But it seemed, when she mounted a dirty, narrow stair and made enquiries of a person she met atop,—it seemed that they didn't live there. "They moved out a week ago. The man was in some damned Works or other, and it threw him on the scrap-heap with about a thousand more. Then the place where the girl worked thought scrap-heaps were so pretty that it started one, too. Then he heard a report of work to be had over in New Jersey—as if, if this is the frying-pan, that ain't the fire!—and so they left this state. No; they didn't leave any address. Working people's address this year is 'Tramping It. Care of the Unemployed.' Sometimes, it's just plain 'Gone Under.'"

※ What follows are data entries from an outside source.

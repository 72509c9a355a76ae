use axum::{extract::State, Json};
use serde::{Deserialize, Serialize};
use tracing::info;

use crate::{api_state::ApiState, error::ApiError};

#[derive(Debug, Deserialize)]
pub struct ChatRequest {
    pub message: String,
}

#[derive(Debug, Serialize)]
pub struct ChatResponse {
    pub answer: String,
}

pub async fn chat(
    State(state): State<ApiState>,
    Json(request): Json<ChatRequest>,
) -> Result<Json<ChatResponse>, ApiError> {
    info!(message_bytes = request.message.len(), "Received chat request");

    let answer = state.store.query(&request.message, None).await?;

    Ok(Json(ChatResponse { answer }))
}
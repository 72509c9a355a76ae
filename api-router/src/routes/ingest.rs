use std::{
    collections::HashSet,
    path::Path,
};

use axum::{extract::State, Json};
use axum_typed_multipart::{FieldData, TryFromMultipart, TypedMultipart};
use futures::future::try_join_all;
use serde_json::{json, Value};
use tempfile::NamedTempFile;
use tracing::info;

use crate::{api_state::ApiState, error::ApiError};

#[derive(Debug, TryFromMultipart)]
pub struct UploadParams {
    #[form_data(limit = "10000000")]
    #[form_data(default)]
    pub files: Vec<FieldData<NamedTempFile>>,
}

/// Accepts uploaded files and pushes them through the ingestion workflow.
/// Uploads are staged under their original file names so the stored metadata
/// matches what the operator uploaded, not a temp-file name.
pub async fn ingest_files(
    State(state): State<ApiState>,
    TypedMultipart(input): TypedMultipart<UploadParams>,
) -> Result<Json<Value>, ApiError> {
    info!(file_count = input.files.len(), "Received upload request");

    if input.files.is_empty() {
        return Ok(Json(json!({ "status": "No file uploaded." })));
    }

    let staging = tempfile::tempdir().map_err(common::error::AppError::from)?;

    // Staged names must stay unique within the request or a later upload
    // silently overwrites an earlier one sharing its file name.
    let mut seen = HashSet::new();
    let staged: Vec<_> = input
        .files
        .iter()
        .enumerate()
        .map(|(i, file)| {
            let name = file
                .metadata
                .file_name
                .as_deref()
                .map(sanitize_file_name)
                .filter(|name| !name.is_empty())
                .unwrap_or_else(|| format!("upload-{i}.txt"));
            let name = stage_name(name, i, &mut seen);
            (staging.path().join(name), file)
        })
        .collect();

    let paths = try_join_all(staged.into_iter().map(|(dest, file)| async move {
        tokio::fs::copy(file.contents.path(), &dest)
            .await
            .map_err(common::error::AppError::from)?;
        Ok::<_, common::error::AppError>(dest)
    }))
    .await?;

    let report = ingestion_pipeline::run(&state.store, &paths).await?;

    Ok(Json(json!({ "status": report.to_string() })))
}

/// Keeps only the final path component of a client-supplied file name.
fn sanitize_file_name(name: &str) -> String {
    name.rsplit(['/', '\\'])
        .next()
        .unwrap_or(name)
        .to_owned()
}

/// Returns `name` unchanged when it is new, otherwise a variant suffixed
/// with the upload's field index (bumped further on the rare double
/// collision) so every staged file keeps its own content.
fn stage_name(name: String, index: usize, seen: &mut HashSet<String>) -> String {
    if seen.insert(name.clone()) {
        return name;
    }

    let path = Path::new(&name);
    let stem = path
        .file_stem()
        .map_or_else(|| "upload".to_owned(), |s| s.to_string_lossy().into_owned());
    let extension = path.extension().map(|e| format!(".{}", e.to_string_lossy()));

    let mut suffix = index;
    loop {
        let candidate = match &extension {
            Some(ext) => format!("{stem}-{suffix}{ext}"),
            None => format!("{stem}-{suffix}"),
        };
        if seen.insert(candidate.clone()) {
            return candidate;
        }
        suffix += 1;
    }
}
use std::{
    io::{self, Write},
    sync::Arc,
};

use common::{
    llm::OpenAiProvider,
    utils::config::get_config,
    vector::PineconeIndex,
};
use knowledge_store::KnowledgeStore;
use tokio::io::{AsyncBufReadExt, BufReader};
use tracing_subscriber::{fmt, prelude::*, EnvFilter};

/// Interactive read-question/print-answer loop over stdin/stdout. Blank
/// lines are ignored; a query failure is printed and the loop continues;
/// end-of-input or Ctrl-C exits cleanly.
#[tokio::main]
async fn main() -> Result<(), Box<dyn std::error::Error>> {
    dotenvy::dotenv().ok();

    // Set up tracing
    tracing_subscriber::registry()
        .with(fmt::layer().with_writer(std::io::stderr))
        .with(EnvFilter::from_default_env())
        .try_init()
        .ok();

    let config = get_config()?;

    let provider = Arc::new(OpenAiProvider::from_config(&config));
    let index = Arc::new(PineconeIndex::from_config(&config)?);
    let store = Arc::new(KnowledgeStore::new(provider, index, &config));
    store.ensure_index().await?;

    println!(
        "Ready to chat with the knowledge base ('{}').",
        store.index_name()
    );
    println!("Type your question (or Ctrl+C to quit).\n");

    let mut lines = BufReader::new(tokio::io::stdin()).lines();

    loop {
        print!("Q: ");
        io::stdout().flush()?;

        tokio::select! {
            _ = tokio::signal::ctrl_c() => {
                println!("\nExiting.");
                break;
            }
            line = lines.next_line() => {
                let Some(line) = line? else {
                    println!("\nExiting.");
                    break;
                };
                if line.trim().is_empty() {
                    continue;
                }
                match store.query(&line, None).await {
                    Ok(answer) => println!("\nA: {answer}\n"),
                    Err(e) => eprintln!("\nError: {e}\n"),
                }
            }
        }
    }

    Ok(())
}
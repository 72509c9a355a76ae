use std::sync::Arc;

use common::utils::config::AppConfig;
use knowledge_store::KnowledgeStore;

#[derive(Clone)]
pub struct ApiState {
    pub store: Arc<KnowledgeStore>,
    pub config: AppConfig,
}

impl ApiState {
    pub fn new(store: Arc<KnowledgeStore>, config: AppConfig) -> Self {
        Self { store, config }
    }
}
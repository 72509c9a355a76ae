mod openai;

pub use openai::OpenAiProvider;

use async_trait::async_trait;

use crate::error::AppError;

/// Capability seam over the embedding/completion service. The gateway only
/// ever talks to this trait, so tests can substitute deterministic doubles.
#[async_trait]
pub trait LanguageModelProvider: Send + Sync {
    async fn embed(&self, text: &str) -> Result<Vec<f32>, AppError>;

    async fn embed_batch(&self, texts: Vec<String>) -> Result<Vec<Vec<f32>>, AppError>;

    /// Requests a chat completion and returns the first choice's text
    /// verbatim.
    async fn complete(&self, system: &str, user: &str) -> Result<String, AppError>;

    /// Output dimension of the configured embedding model.
    fn dimension(&self) -> usize;

    fn embedding_model(&self) -> &str;

    fn chat_model(&self) -> &str;
}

The man looked at Hagar, and Hagar looked at the man. She thought that he had the angriest, gloomiest eyes she had ever seen, and yet they were not wicked eyes. They blazed out of the dark entryway at her, but for all their coal-like glowing they were what she denominated far-away-seeing eyes. They seemed to look through her at something big and black beyond. "Have you seen the evening paper?" he asked abruptly.
"No, I have not. Why?"
"I wanted to see.... This morning's had an account of three Anarchist bits-of-business. A bomb in Barcelona, a bomb in Milan, and a bomb in Paris.—No, I can't tell you anything more about your friends. Yes, I'm sorry. It's a hard world. But there's a better time coming."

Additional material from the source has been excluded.